===== DATA FOR REVIEW

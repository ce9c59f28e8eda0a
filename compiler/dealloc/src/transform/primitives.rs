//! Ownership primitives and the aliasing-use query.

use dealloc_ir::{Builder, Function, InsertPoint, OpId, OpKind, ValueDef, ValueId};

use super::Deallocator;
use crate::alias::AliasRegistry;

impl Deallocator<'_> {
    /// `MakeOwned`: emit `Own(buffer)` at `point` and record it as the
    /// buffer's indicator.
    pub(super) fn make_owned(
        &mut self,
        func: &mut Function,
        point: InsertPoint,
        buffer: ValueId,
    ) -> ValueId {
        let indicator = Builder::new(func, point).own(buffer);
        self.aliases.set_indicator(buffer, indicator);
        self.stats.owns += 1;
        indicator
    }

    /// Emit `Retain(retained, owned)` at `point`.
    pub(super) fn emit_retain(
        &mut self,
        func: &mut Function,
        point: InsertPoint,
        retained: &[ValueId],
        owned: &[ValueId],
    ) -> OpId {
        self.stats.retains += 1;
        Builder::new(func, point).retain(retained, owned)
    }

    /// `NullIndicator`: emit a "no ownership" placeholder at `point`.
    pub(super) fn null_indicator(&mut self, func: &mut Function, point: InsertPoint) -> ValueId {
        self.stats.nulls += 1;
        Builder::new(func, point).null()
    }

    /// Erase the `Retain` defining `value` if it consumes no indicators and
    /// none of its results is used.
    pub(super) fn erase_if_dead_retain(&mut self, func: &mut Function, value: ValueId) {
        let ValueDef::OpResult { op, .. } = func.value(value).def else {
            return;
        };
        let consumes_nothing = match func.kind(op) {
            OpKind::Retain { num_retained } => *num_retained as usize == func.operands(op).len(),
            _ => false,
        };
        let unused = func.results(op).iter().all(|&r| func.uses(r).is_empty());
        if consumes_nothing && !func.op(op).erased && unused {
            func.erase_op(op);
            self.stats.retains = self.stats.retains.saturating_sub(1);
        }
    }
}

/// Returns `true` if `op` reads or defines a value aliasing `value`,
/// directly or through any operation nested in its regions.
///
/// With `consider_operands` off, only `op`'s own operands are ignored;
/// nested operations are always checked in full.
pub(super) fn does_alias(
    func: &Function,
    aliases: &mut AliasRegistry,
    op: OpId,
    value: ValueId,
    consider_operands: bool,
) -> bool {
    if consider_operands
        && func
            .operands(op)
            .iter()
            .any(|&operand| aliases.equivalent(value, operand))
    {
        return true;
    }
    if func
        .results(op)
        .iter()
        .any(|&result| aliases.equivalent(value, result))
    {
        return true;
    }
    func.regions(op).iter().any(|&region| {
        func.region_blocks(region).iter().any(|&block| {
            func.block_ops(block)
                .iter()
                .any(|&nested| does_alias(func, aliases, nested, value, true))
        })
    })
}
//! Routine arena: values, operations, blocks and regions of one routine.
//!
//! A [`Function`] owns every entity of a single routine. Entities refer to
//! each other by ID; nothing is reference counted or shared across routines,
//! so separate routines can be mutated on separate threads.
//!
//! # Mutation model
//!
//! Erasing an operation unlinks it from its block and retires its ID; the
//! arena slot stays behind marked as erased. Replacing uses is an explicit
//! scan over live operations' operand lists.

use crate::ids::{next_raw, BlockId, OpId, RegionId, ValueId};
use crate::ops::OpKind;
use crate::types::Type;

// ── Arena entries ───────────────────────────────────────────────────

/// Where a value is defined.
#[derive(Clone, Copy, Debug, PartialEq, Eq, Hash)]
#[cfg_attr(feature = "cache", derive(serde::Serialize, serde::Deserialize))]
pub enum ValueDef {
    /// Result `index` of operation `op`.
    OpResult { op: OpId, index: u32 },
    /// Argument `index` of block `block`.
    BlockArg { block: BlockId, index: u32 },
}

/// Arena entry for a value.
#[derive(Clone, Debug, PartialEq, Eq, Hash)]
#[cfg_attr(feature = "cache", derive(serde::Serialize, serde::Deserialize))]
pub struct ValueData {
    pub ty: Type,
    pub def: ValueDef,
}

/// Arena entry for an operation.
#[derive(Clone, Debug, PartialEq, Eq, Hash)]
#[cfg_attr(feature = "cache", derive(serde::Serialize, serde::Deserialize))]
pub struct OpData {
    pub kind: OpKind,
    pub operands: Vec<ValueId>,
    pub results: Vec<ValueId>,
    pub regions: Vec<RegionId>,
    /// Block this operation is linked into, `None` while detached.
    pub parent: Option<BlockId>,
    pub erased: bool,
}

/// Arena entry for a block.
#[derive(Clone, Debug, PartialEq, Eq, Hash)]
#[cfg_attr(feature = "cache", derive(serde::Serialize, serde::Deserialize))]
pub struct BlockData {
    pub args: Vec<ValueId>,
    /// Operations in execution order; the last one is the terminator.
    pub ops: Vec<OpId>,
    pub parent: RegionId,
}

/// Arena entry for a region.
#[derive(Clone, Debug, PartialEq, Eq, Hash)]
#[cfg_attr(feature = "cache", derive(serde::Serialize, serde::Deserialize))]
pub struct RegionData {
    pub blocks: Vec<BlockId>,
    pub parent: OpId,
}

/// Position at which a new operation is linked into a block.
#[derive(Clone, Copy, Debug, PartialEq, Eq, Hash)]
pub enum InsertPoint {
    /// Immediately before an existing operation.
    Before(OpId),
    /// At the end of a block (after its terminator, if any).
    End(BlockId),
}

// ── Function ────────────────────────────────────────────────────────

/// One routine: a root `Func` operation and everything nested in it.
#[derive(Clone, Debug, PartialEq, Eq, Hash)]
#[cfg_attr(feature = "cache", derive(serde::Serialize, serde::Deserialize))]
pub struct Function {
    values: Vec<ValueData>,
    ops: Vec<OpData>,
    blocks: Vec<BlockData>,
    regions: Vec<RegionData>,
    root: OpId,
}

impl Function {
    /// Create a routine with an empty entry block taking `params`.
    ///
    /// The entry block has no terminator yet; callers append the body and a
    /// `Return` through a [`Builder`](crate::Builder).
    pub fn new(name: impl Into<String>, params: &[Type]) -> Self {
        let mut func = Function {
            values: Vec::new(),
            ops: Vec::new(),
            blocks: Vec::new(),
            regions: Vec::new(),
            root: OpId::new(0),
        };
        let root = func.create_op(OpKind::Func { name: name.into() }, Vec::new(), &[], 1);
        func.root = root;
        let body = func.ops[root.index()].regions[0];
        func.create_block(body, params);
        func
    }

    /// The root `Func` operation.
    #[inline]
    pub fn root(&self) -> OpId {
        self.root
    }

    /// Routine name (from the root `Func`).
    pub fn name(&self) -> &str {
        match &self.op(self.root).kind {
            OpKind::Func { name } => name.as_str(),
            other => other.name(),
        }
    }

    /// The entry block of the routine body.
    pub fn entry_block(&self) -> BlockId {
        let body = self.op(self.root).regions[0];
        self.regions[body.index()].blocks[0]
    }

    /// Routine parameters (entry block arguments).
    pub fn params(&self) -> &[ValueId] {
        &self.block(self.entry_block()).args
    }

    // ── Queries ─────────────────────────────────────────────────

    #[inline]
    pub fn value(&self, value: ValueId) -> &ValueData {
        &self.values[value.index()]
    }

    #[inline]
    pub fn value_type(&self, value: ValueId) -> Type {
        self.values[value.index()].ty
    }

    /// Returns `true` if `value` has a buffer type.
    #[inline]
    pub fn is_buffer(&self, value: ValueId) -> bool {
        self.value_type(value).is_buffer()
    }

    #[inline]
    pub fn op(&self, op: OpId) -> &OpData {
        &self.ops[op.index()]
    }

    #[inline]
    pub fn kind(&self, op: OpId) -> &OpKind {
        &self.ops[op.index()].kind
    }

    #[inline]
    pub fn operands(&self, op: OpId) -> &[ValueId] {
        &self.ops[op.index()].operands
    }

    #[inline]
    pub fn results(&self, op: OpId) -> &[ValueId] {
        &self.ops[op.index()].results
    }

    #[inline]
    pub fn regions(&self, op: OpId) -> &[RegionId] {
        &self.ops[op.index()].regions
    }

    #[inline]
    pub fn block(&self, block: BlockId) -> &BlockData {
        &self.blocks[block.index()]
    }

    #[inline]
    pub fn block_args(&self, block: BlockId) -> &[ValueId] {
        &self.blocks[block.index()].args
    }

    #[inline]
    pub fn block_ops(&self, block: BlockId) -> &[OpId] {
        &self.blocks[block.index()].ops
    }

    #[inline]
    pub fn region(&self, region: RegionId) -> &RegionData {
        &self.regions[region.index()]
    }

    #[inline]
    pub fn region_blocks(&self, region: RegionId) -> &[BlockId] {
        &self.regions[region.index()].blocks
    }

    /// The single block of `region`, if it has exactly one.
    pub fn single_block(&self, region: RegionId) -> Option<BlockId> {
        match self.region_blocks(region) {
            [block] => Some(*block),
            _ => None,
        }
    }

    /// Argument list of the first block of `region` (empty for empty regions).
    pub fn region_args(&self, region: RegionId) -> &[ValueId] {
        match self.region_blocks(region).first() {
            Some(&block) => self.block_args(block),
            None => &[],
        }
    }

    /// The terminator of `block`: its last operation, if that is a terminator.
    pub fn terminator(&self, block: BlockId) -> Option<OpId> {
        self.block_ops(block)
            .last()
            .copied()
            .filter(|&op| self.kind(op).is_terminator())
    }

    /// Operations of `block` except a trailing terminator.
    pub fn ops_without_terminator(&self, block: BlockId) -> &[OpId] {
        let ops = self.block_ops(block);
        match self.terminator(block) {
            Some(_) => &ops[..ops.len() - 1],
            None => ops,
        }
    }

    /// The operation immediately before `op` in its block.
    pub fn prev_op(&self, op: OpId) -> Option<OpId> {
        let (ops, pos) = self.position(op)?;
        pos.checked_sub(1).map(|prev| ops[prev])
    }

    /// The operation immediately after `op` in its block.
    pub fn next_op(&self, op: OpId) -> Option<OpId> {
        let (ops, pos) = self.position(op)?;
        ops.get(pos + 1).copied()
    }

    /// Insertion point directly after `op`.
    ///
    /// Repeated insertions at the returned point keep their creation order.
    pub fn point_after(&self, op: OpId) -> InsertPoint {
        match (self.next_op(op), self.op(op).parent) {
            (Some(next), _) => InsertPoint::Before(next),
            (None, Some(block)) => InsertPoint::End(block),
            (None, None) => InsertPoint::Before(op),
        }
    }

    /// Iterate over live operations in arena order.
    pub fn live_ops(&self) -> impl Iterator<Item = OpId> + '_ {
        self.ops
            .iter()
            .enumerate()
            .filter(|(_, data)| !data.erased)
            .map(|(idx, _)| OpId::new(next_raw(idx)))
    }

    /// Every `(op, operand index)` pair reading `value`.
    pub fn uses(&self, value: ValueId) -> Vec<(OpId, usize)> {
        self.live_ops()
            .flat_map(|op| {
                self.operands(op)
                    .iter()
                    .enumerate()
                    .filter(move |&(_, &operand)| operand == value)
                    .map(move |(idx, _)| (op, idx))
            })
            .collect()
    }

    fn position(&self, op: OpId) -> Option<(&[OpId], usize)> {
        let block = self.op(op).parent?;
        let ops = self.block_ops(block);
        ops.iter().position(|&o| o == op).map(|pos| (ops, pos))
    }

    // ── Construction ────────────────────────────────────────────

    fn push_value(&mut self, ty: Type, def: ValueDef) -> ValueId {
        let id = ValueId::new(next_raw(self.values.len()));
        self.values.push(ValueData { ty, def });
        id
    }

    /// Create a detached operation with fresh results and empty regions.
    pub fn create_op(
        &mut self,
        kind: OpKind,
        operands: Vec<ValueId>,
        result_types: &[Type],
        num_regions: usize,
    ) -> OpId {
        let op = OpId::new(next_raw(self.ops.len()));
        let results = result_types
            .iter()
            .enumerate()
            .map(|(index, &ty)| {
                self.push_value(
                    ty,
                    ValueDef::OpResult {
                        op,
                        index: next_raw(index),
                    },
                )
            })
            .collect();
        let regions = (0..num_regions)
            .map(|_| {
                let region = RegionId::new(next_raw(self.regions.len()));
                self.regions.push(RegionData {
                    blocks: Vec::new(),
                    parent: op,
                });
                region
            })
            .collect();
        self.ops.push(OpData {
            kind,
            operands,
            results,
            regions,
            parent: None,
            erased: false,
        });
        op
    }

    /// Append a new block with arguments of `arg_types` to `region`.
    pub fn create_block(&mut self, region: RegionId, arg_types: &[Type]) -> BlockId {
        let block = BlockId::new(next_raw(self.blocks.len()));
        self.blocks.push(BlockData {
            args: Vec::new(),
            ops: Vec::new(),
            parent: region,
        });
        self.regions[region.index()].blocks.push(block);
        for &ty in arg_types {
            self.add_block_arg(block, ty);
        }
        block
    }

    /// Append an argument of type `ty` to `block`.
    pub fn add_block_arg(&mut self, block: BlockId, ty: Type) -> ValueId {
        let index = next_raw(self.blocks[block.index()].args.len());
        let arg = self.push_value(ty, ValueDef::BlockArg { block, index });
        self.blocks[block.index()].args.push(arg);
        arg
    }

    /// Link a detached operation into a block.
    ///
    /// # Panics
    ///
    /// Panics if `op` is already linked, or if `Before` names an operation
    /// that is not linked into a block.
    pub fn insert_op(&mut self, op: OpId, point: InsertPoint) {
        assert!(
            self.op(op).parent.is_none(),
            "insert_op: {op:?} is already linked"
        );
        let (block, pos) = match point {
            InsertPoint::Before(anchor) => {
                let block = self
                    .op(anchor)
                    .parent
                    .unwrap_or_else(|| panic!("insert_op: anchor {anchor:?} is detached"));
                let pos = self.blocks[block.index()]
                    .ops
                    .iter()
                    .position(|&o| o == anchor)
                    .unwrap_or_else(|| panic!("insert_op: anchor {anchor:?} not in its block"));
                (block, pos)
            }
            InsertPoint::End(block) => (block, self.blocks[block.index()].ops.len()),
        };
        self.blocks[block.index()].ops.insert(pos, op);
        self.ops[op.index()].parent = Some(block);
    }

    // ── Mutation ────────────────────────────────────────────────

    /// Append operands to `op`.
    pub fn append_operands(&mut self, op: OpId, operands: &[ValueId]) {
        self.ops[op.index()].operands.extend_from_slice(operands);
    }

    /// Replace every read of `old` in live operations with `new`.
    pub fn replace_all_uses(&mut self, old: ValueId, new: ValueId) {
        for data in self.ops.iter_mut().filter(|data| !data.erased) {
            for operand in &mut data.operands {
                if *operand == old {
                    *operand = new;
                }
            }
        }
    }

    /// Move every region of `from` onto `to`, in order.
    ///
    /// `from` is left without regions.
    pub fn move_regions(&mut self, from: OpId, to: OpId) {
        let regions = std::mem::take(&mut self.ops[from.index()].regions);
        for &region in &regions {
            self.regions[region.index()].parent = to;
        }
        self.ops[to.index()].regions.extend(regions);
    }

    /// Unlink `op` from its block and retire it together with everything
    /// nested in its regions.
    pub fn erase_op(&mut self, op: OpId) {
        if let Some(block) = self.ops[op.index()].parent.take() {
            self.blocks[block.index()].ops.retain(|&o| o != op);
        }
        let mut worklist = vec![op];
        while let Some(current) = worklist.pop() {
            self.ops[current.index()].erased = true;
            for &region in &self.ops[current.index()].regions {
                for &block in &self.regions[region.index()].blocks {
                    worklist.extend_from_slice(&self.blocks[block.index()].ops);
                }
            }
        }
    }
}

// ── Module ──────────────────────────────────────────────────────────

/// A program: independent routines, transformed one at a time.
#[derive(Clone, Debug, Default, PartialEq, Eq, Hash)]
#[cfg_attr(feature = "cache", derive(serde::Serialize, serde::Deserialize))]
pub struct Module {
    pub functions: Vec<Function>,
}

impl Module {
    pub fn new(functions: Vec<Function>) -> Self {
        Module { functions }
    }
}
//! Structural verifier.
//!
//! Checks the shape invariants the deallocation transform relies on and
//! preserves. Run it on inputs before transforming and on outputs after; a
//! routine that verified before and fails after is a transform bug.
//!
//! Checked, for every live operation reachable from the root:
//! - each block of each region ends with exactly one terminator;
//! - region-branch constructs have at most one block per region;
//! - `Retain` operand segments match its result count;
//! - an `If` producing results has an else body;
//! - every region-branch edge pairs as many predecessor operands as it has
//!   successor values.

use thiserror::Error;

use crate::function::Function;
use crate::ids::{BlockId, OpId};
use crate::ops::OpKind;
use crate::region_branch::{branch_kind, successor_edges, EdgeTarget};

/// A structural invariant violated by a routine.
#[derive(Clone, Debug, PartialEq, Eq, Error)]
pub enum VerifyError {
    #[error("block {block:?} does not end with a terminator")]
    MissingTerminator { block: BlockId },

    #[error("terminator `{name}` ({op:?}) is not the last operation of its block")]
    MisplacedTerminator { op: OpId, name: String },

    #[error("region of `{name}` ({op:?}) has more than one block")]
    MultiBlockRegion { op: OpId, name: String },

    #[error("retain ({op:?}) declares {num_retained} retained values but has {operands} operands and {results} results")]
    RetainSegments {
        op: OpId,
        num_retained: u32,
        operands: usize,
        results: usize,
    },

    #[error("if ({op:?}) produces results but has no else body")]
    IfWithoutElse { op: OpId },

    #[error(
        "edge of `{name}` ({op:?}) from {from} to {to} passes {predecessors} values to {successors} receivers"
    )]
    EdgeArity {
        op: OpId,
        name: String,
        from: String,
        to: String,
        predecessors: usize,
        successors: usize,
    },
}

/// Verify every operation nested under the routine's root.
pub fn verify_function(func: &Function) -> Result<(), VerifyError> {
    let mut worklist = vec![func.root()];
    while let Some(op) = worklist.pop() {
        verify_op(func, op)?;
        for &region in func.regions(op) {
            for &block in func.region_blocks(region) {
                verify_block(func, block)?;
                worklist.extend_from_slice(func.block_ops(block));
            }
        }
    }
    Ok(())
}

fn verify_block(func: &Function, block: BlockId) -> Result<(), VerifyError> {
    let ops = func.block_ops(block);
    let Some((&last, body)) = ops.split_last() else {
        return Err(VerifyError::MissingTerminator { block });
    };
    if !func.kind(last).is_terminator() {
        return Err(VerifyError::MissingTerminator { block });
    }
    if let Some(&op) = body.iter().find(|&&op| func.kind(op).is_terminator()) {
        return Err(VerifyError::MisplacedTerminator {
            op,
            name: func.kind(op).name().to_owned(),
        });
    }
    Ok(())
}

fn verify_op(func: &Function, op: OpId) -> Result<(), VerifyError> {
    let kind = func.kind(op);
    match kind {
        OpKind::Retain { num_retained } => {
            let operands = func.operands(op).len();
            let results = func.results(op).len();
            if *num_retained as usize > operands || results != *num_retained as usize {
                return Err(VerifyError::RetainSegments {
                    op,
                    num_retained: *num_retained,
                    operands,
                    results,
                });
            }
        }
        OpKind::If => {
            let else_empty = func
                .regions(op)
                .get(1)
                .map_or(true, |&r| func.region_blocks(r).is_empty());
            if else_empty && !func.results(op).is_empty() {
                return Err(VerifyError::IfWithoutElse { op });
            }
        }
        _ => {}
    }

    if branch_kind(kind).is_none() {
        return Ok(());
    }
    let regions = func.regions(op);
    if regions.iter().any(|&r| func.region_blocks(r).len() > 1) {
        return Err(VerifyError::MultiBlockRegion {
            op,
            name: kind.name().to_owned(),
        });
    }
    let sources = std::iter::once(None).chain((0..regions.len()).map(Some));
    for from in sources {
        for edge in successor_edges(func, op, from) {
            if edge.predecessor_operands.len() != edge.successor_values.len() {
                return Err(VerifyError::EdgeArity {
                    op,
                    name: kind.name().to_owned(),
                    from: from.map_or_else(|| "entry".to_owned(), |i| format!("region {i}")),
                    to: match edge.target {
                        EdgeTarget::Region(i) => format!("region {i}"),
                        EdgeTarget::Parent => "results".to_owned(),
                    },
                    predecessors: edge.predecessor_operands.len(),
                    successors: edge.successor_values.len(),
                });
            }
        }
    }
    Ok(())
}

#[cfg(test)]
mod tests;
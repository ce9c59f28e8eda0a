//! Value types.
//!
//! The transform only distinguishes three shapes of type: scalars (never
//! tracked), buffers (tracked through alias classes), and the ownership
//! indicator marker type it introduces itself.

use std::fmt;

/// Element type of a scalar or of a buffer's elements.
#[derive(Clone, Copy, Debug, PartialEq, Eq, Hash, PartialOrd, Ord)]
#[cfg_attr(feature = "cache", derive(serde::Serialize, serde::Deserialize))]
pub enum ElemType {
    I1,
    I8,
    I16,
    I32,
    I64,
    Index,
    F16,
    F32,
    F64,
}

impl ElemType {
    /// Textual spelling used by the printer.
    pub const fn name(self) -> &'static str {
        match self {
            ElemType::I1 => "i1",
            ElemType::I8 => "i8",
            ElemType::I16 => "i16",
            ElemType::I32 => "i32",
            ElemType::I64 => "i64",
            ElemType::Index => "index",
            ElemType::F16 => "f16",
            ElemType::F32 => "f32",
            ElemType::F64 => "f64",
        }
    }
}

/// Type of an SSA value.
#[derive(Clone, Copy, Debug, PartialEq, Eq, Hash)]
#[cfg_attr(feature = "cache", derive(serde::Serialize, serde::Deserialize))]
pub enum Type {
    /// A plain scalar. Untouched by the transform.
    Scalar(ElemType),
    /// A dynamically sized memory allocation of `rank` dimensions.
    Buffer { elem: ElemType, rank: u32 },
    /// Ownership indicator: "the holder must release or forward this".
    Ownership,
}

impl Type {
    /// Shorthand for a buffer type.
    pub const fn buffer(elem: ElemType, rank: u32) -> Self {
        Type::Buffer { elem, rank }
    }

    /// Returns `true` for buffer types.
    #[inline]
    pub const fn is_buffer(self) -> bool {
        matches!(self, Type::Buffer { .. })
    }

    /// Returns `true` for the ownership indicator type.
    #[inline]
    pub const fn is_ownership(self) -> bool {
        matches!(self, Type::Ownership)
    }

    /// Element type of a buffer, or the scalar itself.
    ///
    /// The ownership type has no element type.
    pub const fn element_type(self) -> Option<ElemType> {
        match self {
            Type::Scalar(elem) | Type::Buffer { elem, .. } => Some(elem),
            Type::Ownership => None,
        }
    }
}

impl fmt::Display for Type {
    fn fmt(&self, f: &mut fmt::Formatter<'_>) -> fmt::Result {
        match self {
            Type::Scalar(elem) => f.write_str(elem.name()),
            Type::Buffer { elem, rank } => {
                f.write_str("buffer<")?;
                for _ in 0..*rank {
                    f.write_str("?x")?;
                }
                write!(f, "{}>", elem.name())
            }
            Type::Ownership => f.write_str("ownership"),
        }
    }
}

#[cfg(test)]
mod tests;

==========

> TASK GOAL: Copy out every line from the material above where the string "AliasRegistry" turns up.

> OUTPUT OF THE EXERCISE:
use crate::alias::AliasRegistry;
    aliases: &mut AliasRegistry,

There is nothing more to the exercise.